→ Instructions for the task: Return the following from the records below: each line, word for word, starting with the line that contains "Altitude in meters." and going on through the line that contains "Northern latitude boundary.", with nothing outside that range.

Stored items:
* * * *
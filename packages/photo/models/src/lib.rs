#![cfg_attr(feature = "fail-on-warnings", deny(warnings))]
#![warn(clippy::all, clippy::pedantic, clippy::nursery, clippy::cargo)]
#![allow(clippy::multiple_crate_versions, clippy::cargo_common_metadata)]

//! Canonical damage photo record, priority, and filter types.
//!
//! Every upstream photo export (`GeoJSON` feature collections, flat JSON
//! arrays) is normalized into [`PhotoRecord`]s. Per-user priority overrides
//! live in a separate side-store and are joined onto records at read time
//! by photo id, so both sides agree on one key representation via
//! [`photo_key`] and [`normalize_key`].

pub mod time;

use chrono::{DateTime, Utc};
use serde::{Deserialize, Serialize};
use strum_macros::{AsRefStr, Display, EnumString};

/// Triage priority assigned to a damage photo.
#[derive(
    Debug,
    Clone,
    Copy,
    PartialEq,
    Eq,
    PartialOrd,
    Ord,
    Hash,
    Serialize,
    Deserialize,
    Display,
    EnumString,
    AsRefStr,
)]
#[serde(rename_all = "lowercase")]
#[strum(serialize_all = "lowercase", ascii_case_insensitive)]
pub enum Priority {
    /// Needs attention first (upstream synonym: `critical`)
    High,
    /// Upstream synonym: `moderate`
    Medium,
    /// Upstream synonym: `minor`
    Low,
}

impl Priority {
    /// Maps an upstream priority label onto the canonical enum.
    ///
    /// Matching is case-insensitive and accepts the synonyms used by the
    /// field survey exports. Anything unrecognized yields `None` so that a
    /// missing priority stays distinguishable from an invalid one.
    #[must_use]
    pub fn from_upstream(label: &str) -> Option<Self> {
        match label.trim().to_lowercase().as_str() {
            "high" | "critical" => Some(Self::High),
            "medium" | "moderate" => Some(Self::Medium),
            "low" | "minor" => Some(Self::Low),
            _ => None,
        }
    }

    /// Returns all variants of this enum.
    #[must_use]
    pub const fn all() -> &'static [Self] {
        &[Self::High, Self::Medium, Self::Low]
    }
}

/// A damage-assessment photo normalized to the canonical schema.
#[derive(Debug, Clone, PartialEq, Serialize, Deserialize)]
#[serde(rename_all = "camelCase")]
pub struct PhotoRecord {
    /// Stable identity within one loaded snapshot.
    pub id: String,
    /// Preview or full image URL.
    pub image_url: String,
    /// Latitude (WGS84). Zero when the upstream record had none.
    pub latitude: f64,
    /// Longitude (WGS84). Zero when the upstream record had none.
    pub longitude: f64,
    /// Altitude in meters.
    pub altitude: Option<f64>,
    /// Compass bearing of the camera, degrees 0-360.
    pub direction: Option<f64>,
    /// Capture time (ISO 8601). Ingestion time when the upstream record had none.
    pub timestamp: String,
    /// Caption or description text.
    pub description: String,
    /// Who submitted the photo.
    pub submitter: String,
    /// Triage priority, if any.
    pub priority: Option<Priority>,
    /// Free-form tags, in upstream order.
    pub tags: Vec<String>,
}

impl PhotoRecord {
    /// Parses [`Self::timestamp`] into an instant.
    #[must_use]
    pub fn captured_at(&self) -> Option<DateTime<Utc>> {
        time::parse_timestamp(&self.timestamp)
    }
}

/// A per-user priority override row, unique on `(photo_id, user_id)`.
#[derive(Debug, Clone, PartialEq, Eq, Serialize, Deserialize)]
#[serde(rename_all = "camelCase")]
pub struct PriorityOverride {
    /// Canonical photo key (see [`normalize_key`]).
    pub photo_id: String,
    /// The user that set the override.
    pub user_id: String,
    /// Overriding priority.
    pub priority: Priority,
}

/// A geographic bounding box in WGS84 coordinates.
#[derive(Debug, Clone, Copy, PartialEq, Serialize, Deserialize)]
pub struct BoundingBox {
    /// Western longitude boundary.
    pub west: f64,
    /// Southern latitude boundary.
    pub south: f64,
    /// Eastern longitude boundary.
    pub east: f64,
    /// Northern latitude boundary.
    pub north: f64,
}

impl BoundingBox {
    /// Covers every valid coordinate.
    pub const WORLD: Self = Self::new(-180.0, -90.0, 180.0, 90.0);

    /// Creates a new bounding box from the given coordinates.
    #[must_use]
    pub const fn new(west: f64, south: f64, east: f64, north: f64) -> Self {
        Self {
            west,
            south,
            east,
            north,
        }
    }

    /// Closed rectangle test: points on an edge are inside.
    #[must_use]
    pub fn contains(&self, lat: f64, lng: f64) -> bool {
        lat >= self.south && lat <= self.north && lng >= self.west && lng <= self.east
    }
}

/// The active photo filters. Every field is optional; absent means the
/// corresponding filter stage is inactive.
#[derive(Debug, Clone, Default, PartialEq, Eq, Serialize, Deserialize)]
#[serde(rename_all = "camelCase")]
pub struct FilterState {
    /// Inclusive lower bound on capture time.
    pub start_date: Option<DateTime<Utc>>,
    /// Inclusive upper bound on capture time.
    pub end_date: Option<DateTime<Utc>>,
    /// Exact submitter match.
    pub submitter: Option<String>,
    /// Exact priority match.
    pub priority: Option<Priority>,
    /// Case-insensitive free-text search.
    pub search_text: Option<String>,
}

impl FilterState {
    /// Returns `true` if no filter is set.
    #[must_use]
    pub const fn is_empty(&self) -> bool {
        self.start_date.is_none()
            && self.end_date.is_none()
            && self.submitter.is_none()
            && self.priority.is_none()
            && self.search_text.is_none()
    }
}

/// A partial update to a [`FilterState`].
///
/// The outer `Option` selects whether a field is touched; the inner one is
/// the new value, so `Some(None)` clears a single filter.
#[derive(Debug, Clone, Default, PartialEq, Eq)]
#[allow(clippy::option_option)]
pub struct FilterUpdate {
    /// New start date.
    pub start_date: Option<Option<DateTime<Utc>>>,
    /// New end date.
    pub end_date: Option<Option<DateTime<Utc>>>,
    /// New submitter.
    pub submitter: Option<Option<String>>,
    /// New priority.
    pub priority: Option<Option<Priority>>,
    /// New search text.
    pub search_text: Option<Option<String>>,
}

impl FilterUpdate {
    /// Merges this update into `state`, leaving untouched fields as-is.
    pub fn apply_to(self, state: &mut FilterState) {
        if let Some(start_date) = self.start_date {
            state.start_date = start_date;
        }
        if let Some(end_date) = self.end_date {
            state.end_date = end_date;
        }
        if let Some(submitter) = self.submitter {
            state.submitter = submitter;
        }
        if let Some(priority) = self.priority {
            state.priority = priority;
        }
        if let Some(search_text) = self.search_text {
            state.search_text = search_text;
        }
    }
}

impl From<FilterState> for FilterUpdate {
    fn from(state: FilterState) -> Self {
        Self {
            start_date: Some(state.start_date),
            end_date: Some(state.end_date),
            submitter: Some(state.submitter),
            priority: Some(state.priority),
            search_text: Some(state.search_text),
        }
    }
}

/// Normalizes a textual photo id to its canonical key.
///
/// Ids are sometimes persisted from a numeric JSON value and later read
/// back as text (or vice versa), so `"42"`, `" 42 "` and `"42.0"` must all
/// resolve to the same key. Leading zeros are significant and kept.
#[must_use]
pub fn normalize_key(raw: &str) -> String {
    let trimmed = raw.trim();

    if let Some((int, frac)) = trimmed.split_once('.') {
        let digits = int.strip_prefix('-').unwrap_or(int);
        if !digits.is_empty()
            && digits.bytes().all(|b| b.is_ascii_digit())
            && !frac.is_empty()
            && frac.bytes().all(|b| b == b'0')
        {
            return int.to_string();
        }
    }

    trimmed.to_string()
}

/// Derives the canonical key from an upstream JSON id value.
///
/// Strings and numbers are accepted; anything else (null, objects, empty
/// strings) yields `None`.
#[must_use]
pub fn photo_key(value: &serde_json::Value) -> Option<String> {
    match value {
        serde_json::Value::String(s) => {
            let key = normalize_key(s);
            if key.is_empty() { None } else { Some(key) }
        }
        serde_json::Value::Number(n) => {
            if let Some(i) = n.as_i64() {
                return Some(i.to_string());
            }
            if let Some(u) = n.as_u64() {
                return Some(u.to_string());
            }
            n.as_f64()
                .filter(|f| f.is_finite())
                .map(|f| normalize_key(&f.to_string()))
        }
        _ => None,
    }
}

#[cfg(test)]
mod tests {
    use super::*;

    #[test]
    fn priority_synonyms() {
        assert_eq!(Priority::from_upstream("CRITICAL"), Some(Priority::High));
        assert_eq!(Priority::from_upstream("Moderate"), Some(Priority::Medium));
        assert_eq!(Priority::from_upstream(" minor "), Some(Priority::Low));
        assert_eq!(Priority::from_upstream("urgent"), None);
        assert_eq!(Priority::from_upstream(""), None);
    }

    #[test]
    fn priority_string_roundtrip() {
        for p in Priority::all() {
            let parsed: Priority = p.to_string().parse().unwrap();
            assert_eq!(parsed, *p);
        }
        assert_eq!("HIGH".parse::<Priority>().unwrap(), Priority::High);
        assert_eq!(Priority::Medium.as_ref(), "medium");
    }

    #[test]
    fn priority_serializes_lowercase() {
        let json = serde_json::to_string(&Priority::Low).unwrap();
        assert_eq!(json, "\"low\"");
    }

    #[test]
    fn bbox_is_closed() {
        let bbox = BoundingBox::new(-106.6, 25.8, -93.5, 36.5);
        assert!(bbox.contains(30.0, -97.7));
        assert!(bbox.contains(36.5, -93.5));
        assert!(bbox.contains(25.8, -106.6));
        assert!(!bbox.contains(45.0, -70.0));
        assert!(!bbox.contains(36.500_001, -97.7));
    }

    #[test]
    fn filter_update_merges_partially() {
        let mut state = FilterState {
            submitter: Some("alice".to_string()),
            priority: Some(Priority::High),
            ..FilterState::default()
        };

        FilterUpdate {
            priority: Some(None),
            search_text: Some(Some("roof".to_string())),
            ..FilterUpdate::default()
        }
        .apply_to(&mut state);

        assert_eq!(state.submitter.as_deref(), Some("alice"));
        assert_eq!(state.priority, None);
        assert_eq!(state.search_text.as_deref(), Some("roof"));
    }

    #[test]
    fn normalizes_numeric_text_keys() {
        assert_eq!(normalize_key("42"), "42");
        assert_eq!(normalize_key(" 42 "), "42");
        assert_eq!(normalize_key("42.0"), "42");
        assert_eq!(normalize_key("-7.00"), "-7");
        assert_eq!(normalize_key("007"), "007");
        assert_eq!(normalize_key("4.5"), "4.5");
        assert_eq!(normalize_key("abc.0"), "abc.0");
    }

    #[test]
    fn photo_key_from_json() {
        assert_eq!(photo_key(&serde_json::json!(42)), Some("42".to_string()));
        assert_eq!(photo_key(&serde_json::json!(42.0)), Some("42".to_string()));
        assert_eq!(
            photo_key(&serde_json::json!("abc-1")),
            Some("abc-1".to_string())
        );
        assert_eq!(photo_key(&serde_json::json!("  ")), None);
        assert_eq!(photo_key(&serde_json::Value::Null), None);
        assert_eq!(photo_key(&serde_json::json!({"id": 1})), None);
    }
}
* * * *
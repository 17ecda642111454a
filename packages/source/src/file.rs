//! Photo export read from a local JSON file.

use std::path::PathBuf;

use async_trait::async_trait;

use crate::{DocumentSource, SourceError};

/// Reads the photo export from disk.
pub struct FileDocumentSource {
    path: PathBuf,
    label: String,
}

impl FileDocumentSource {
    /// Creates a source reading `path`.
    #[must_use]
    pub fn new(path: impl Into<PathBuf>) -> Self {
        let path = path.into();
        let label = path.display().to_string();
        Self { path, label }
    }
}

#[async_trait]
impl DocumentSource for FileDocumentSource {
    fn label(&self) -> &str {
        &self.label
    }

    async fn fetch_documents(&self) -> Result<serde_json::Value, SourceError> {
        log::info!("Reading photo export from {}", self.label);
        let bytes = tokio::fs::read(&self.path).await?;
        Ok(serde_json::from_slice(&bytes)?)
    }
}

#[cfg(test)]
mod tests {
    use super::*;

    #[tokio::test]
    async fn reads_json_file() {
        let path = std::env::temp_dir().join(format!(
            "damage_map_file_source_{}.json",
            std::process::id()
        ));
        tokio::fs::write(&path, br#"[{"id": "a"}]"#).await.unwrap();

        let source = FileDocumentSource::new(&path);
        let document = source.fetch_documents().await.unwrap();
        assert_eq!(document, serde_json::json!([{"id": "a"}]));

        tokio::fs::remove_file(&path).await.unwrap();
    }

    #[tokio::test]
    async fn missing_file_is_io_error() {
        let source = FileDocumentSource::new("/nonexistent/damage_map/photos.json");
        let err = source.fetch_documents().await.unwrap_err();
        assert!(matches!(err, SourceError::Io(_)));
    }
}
* * * *
→ Task response:
    /// Altitude in meters.
    pub altitude: Option<f64>,
    /// Compass bearing of the camera, degrees 0-360.
    pub direction: Option<f64>,
    /// Capture time (ISO 8601). Ingestion time when the upstream record had none.
    pub timestamp: String,
    /// Caption or description text.
    pub description: String,
    /// Who submitted the photo.
    pub submitter: String,
    /// Triage priority, if any.
    pub priority: Option<Priority>,
    /// Free-form tags, in upstream order.
    pub tags: Vec<String>,
}

impl PhotoRecord {
    /// Parses [`Self::timestamp`] into an instant.
    #[must_use]
    pub fn captured_at(&self) -> Option<DateTime<Utc>> {
        time::parse_timestamp(&self.timestamp)
    }
}

/// A per-user priority override row, unique on `(photo_id, user_id)`.
#[derive(Debug, Clone, PartialEq, Eq, Serialize, Deserialize)]
#[serde(rename_all = "camelCase")]
pub struct PriorityOverride {
    /// Canonical photo key (see [`normalize_key`]).
    pub photo_id: String,
    /// The user that set the override.
    pub user_id: String,
    /// Overriding priority.
    pub priority: Priority,
}

/// A geographic bounding box in WGS84 coordinates.
#[derive(Debug, Clone, Copy, PartialEq, Serialize, Deserialize)]
pub struct BoundingBox {
    /// Western longitude boundary.
    pub west: f64,
    /// Southern latitude boundary.
    pub south: f64,
    /// Eastern longitude boundary.
    pub east: f64,
    /// Northern latitude boundary.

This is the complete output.